Healthcare IT News had an opportunity to speak with Dvorak about Epic’s approach to population health. Here’s what he had to say.
Epic’s DNA is population health management-centric
“We are making significant investments in research and development around the broader issues relating to population health. Our history with population health goes way, way back to our very earliest electronic health records systems. In the early days of electronic health records, managed care organizations that jumped in first and because of that the core Epic system have just an absolute wealth of population health management features built in. Think of it as our healthcare operating system.
“We have a rich history of clinical quality reporting, physician score-carding variation analysis to help understand the opportunities within the health systems to better care for patients. This empowers more consistency and less fragmentation, reduces variability and expenses, and enhances outcomes.”
Patient engagement is a key to population health management
“We want the patient to be the person who cares about an issue or risk with their health. We want patients to be engaged and do the very best that they can do to stay healthy or avoid disease or a progression to a chronic condition.
“In about the last five years, lots of effort has gone into self-service capabilities, so doctors can engage with the patient more fully in their care. That’s been a big driver for us in the population space.

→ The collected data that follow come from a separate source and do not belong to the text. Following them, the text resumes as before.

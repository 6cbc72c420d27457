// crates/datatrust-connectors/tests/csv_connector.rs
// ============================================================================
// Module: CSV Connector Tests
// Description: File-level tests for the CSV connector.
// Purpose: Validate round trips, sanitization, and schema cache behavior.
// ============================================================================

//! CSV connector behavior tests against temporary files.

#![allow(
    clippy::panic,
    clippy::print_stdout,
    clippy::print_stderr,
    clippy::unwrap_used,
    clippy::expect_used,
    clippy::use_debug,
    clippy::dbg_macro,
    clippy::panic_in_result_fn,
    clippy::unwrap_in_result,
    reason = "Test-only assertions and helpers are permitted."
)]

use std::fs;

use datatrust_core::Connector;
use datatrust_core::FieldType;
use datatrust_core::FilterCondition;
use datatrust_core::FilterOperator;
use datatrust_core::FilterOptions;
use datatrust_core::Record;
use datatrust_core::WriteMode;
use datatrust_connectors::CsvFormat;
use datatrust_connectors::FileConnector;
use datatrust_connectors::FileOptions;
use datatrust_connectors::FileStore;
use serde_json::json;
use tempfile::TempDir;

fn connector(dir: &TempDir, file: &str) -> FileConnector {
    FileConnector::new(
        FileOptions {
            id: "csv-users".to_string(),
            name: "users".to_string(),
            readonly: false,
            key_field: Some("id".to_string()),
        },
        FileStore::new(dir.path().join(file)),
        Box::new(CsvFormat::default()),
    )
}

#[tokio::test]
async fn missing_file_reads_as_empty_source() {
    let dir = TempDir::new().unwrap();
    let csv = connector(&dir, "missing.csv");
    csv.connect().await.unwrap();
    let result = csv.read_records(&FilterOptions::default()).await.unwrap();
    assert!(result.records.is_empty());
    let schema = csv.get_schema(false).await.unwrap();
    assert!(schema.fields.is_empty());
}

#[tokio::test]
async fn write_then_read_round_trips_and_filters() {
    let dir = TempDir::new().unwrap();
    let csv = connector(&dir, "users.csv");
    csv.connect().await.unwrap();

    let batch = vec![
        Record::from_value(json!({"id": 1, "email": "a@x", "name": "A"})).unwrap(),
        Record::from_value(json!({"id": 2, "email": "b@x", "name": "B"})).unwrap(),
    ];
    let written = csv.write_records(&batch, WriteMode::Insert).await.unwrap();
    assert_eq!(written.success, 2);

    let filtered = csv
        .read_records(&FilterOptions {
            conditions: vec![FilterCondition::new("name", FilterOperator::Eq, json!("B"))],
            ..FilterOptions::default()
        })
        .await
        .unwrap();
    assert_eq!(filtered.records.len(), 1);
    assert_eq!(filtered.records[0].get("id"), Some(&json!(2)));
    assert!(!filtered.has_more);
}

#[tokio::test]
async fn formula_cells_never_reach_disk_unescaped() {
    let dir = TempDir::new().unwrap();
    let csv = connector(&dir, "formulas.csv");
    csv.connect().await.unwrap();

    let batch = vec![Record::from_value(json!({"name": "=2+2"})).unwrap()];
    csv.write_records(&batch, WriteMode::Insert).await.unwrap();

    let on_disk = fs::read_to_string(dir.path().join("formulas.csv")).unwrap();
    assert!(on_disk.contains("'=2+2"));
    for line in on_disk.lines().skip(1) {
        assert!(!line.starts_with('='), "unescaped formula in line: {line}");
    }
}

#[tokio::test]
async fn writes_invalidate_the_inferred_schema_cache() {
    let dir = TempDir::new().unwrap();
    let csv = connector(&dir, "cache.csv");
    csv.connect().await.unwrap();

    csv.write_records(
        &[Record::from_value(json!({"id": 1})).unwrap()],
        WriteMode::Insert,
    )
    .await
    .unwrap();
    let before = csv.get_schema(false).await.unwrap();
    assert!(before.field("note").is_none());

    csv.write_records(
        &[Record::from_value(json!({"id": 2, "note": "n"})).unwrap()],
        WriteMode::Insert,
    )
    .await
    .unwrap();
    let after = csv.get_schema(false).await.unwrap();
    assert_eq!(after.field("note").unwrap().field_type, FieldType::String);
}

#[tokio::test]
async fn update_mode_rewrites_matched_rows() {
    let dir = TempDir::new().unwrap();
    let csv = connector(&dir, "update.csv");
    csv.connect().await.unwrap();

    csv.write_records(
        &[
            Record::from_value(json!({"id": 1, "name": "A"})).unwrap(),
            Record::from_value(json!({"id": 2, "name": "B"})).unwrap(),
        ],
        WriteMode::Insert,
    )
    .await
    .unwrap();

    let result = csv
        .write_records(
            &[Record::from_value(json!({"id": 2, "name": "B-new"})).unwrap()],
            WriteMode::Update,
        )
        .await
        .unwrap();
    assert_eq!(result.success, 1);

    let all = csv.read_records(&FilterOptions::default()).await.unwrap();
    assert_eq!(all.records.len(), 2);
    let updated = all.records.iter().find(|r| r.get("id") == Some(&json!(2))).unwrap();
    assert_eq!(updated.get("name"), Some(&json!("B-new")));
}
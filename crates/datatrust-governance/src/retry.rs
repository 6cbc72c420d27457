// crates/datatrust-governance/src/retry.rs
// ============================================================================
// Module: Retry Policy
// Description: Retry classification and exponential backoff with jitter.
// Purpose: Retry transient connector failures on idempotent operations only.
// Dependencies: rand, datatrust-core
// ============================================================================

//! ## Overview
//! Retries apply only to idempotent connector operations and only to
//! transient error classes: timeout, connection failure, rate limiting, or
//! a transport-layer code from the retryable set. Backoff doubles from a
//! 200 ms base up to a 5 s cap with ±20 % jitter.

// ============================================================================
// SECTION: Imports
// ============================================================================

use std::time::Duration;

use datatrust_core::ConnectorError;
use datatrust_core::ConnectorErrorKind;
use rand::Rng;

// ============================================================================
// SECTION: Configuration
// ============================================================================

/// Transport-layer codes treated as transient.
pub const RETRYABLE_TRANSPORT_CODES: &[&str] =
    &["ETIMEDOUT", "ECONNRESET", "ECONNREFUSED", "EAI_AGAIN"];

/// Retry configuration.
#[derive(Debug, Clone, Copy, PartialEq)]
pub struct RetryConfig {
    /// Total attempts including the first.
    pub max_attempts: u32,
    /// Base backoff delay in milliseconds.
    pub base_delay_ms: u64,
    /// Backoff cap in milliseconds.
    pub max_delay_ms: u64,
    /// Jitter fraction applied symmetrically (0.2 = ±20 %).
    pub jitter: f64,
}

impl Default for RetryConfig {
    fn default() -> Self {
        Self {
            max_attempts: 3,
            base_delay_ms: 200,
            max_delay_ms: 5_000,
            jitter: 0.2,
        }
    }
}

// ============================================================================
// SECTION: Classification
// ============================================================================

/// Returns true when the error class is transient and safe to retry.
#[must_use]
pub fn is_retryable(error: &ConnectorError) -> bool {
    if matches!(
        error.kind,
        ConnectorErrorKind::Timeout
            | ConnectorErrorKind::ConnectionFailed
            | ConnectorErrorKind::RateLimited
    ) {
        return true;
    }
    error
        .transport_code()
        .is_some_and(|code| RETRYABLE_TRANSPORT_CODES.contains(&code))
}

// ============================================================================
// SECTION: Backoff
// ============================================================================

/// Computes the backoff delay before the given retry attempt.
///
/// `attempt` is zero-based: the delay before the first retry uses the base
/// delay, doubling for each subsequent retry, capped, then jittered.
#[must_use]
pub fn backoff_delay(config: &RetryConfig, attempt: u32) -> Duration {
    let exponent = attempt.min(31);
    let raw = config.base_delay_ms.saturating_mul(1_u64 << exponent);
    let capped = raw.min(config.max_delay_ms);
    let jitter_span = (capped as f64 * config.jitter).round();
    let jittered = if jitter_span > 0.0 {
        let offset = rand::thread_rng().gen_range(-jitter_span..=jitter_span);
        (capped as f64 + offset).max(0.0)
    } else {
        capped as f64
    };
    // Delay values are far below 2^53, so the cast is lossless in practice.
    #[allow(
        clippy::cast_possible_truncation,
        clippy::cast_sign_loss,
        reason = "Jittered delay is clamped non-negative and bounded by max_delay_ms."
    )]
    Duration::from_millis(jittered as u64)
}

// ============================================================================
// SECTION: Tests
// ============================================================================

#[cfg(test)]
mod tests {
    #![allow(clippy::unwrap_used, clippy::panic, reason = "Test-only assertions.")]

    use datatrust_core::ConnectorError;
    use datatrust_core::ConnectorErrorKind;
    use serde_json::json;

    use super::RetryConfig;
    use super::backoff_delay;
    use super::is_retryable;

    #[test]
    fn transient_kinds_are_retryable() {
        assert!(is_retryable(&ConnectorError::new(ConnectorErrorKind::Timeout, "t")));
        assert!(is_retryable(&ConnectorError::new(ConnectorErrorKind::RateLimited, "r")));
        assert!(!is_retryable(&ConnectorError::new(ConnectorErrorKind::ValidationError, "v")));
    }

    #[test]
    fn transport_codes_are_retryable() {
        let error = ConnectorError::new(ConnectorErrorKind::Unknown, "socket")
            .with_context("transport_code", json!("ECONNRESET"));
        assert!(is_retryable(&error));
        let other = ConnectorError::new(ConnectorErrorKind::Unknown, "socket")
            .with_context("transport_code", json!("EPIPE"));
        assert!(!is_retryable(&other));
    }

    #[test]
    fn backoff_doubles_and_caps_within_jitter_bounds() {
        let config = RetryConfig::default();
        for (attempt, nominal) in [(0_u32, 200_u64), (1, 400), (2, 800), (5, 5_000), (10, 5_000)] {
            let delay = backoff_delay(&config, attempt).as_millis();
            let low = u128::from(nominal) * 8 / 10;
            let high = u128::from(nominal) * 12 / 10;
            assert!(
                delay >= low && delay <= high,
                "attempt {attempt}: delay {delay} outside [{low}, {high}]"
            );
        }
    }
}
// crates/datatrust-server/src/telemetry.rs
// ============================================================================
// Module: Server Telemetry
// Description: Structured log events and tool-metric labels.
// Purpose: Provide observability hooks without hard exporter dependencies.
// Dependencies: datatrust-core, serde_json
// ============================================================================

//! ## Overview
//! Log records are structured events routed through a [`LogSink`]. The
//! default sink writes one JSON object per line to stderr so the stdio tool
//! channel stays clean; tests capture events in memory. Telemetry must
//! never carry record contents or secrets, only identifiers and labels.

// ============================================================================
// SECTION: Imports
// ============================================================================

use std::io::Write;
use std::sync::Mutex;
use std::sync::PoisonError;

use datatrust_core::Timestamp;
use serde_json::Value;
use serde_json::json;

use datatrust_config::LogLevel;

// ============================================================================
// SECTION: Labels
// ============================================================================

/// Tool invocation outcome classification.
///
/// # Invariants
/// - Variants are stable for telemetry labeling.
#[derive(Debug, Clone, Copy, PartialEq, Eq)]
pub enum ToolOutcome {
    /// Successful invocation.
    Ok,
    /// Handler or transport failure.
    Error,
    /// Policy denial.
    Denied,
}

impl ToolOutcome {
    /// Returns a stable label for the outcome.
    #[must_use]
    pub const fn as_str(self) -> &'static str {
        match self {
            Self::Ok => "ok",
            Self::Error => "error",
            Self::Denied => "denied",
        }
    }
}

// ============================================================================
// SECTION: Log Events
// ============================================================================

/// One structured log event.
#[derive(Debug, Clone, PartialEq)]
pub struct LogEvent {
    /// Severity level.
    pub level: LogLevel,
    /// Stable event name, e.g. `tool_call`.
    pub event: String,
    /// Human-readable message.
    pub message: String,
    /// Structured fields.
    pub fields: Value,
}

impl LogEvent {
    /// Creates a log event with structured fields.
    #[must_use]
    pub fn new(
        level: LogLevel,
        event: impl Into<String>,
        message: impl Into<String>,
        fields: Value,
    ) -> Self {
        Self {
            level,
            event: event.into(),
            message: message.into(),
            fields,
        }
    }
}

/// Returns the numeric rank of a level for threshold filtering.
const fn level_rank(level: LogLevel) -> u8 {
    match level {
        LogLevel::Debug => 0,
        LogLevel::Info => 1,
        LogLevel::Warn => 2,
        LogLevel::Error => 3,
    }
}

/// Returns the stable label of a level.
const fn level_label(level: LogLevel) -> &'static str {
    match level {
        LogLevel::Debug => "debug",
        LogLevel::Info => "info",
        LogLevel::Warn => "warn",
        LogLevel::Error => "error",
    }
}

// ============================================================================
// SECTION: Sinks
// ============================================================================

/// Destination for structured log events.
pub trait LogSink: Send + Sync {
    /// Records one event.
    fn log(&self, event: LogEvent);
}

/// JSON-lines sink writing to stderr.
///
/// # Invariants
/// - Never writes to stdout; the stdio transport owns that channel.
pub struct StderrLogSink {
    /// Minimum level emitted.
    threshold: LogLevel,
}

impl StderrLogSink {
    /// Creates a sink with the given threshold.
    #[must_use]
    pub const fn new(threshold: LogLevel) -> Self {
        Self {
            threshold,
        }
    }
}

impl LogSink for StderrLogSink {
    fn log(&self, event: LogEvent) {
        if level_rank(event.level) < level_rank(self.threshold) {
            return;
        }
        let line = json!({
            "ts": Timestamp::now().to_rfc3339(),
            "level": level_label(event.level),
            "event": event.event,
            "message": event.message,
            "fields": event.fields,
        });
        // Logging must never take down the server; drop on I/O failure.
        #[allow(clippy::print_stderr, reason = "Stderr is the designated log channel.")]
        {
            let mut stderr = std::io::stderr().lock();
            let _ = writeln!(stderr, "{line}");
        }
    }
}

/// In-memory sink for tests.
#[derive(Default)]
pub struct CaptureLogSink {
    /// Captured events.
    events: Mutex<Vec<LogEvent>>,
}

impl CaptureLogSink {
    /// Creates an empty capture sink.
    #[must_use]
    pub fn new() -> Self {
        Self::default()
    }

    /// Returns a copy of the captured events.
    #[must_use]
    pub fn events(&self) -> Vec<LogEvent> {
        self.events.lock().unwrap_or_else(PoisonError::into_inner).clone()
    }
}

impl LogSink for CaptureLogSink {
    fn log(&self, event: LogEvent) {
        self.events.lock().unwrap_or_else(PoisonError::into_inner).push(event);
    }
}

/// No-op sink.
pub struct NoopLogSink;

impl LogSink for NoopLogSink {
    fn log(&self, _event: LogEvent) {}
}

“Some of the newer work we are doing includes bringing in the social determinants of care at scale for population health management: Understanding if the patient lives in a food desert. Do they have transportation issues? Is there concern with regards to the home situation? Is there depression involved? Is there loneliness? Surprisingly enough, there are a lot of healthcare expenses driven by loneliness.”
Global footprint moves best practices across national boundaries
“Epic sites are quite sophisticated. And thankfully many of them have their mission to share. A lot of what our community does is shared freely with each other.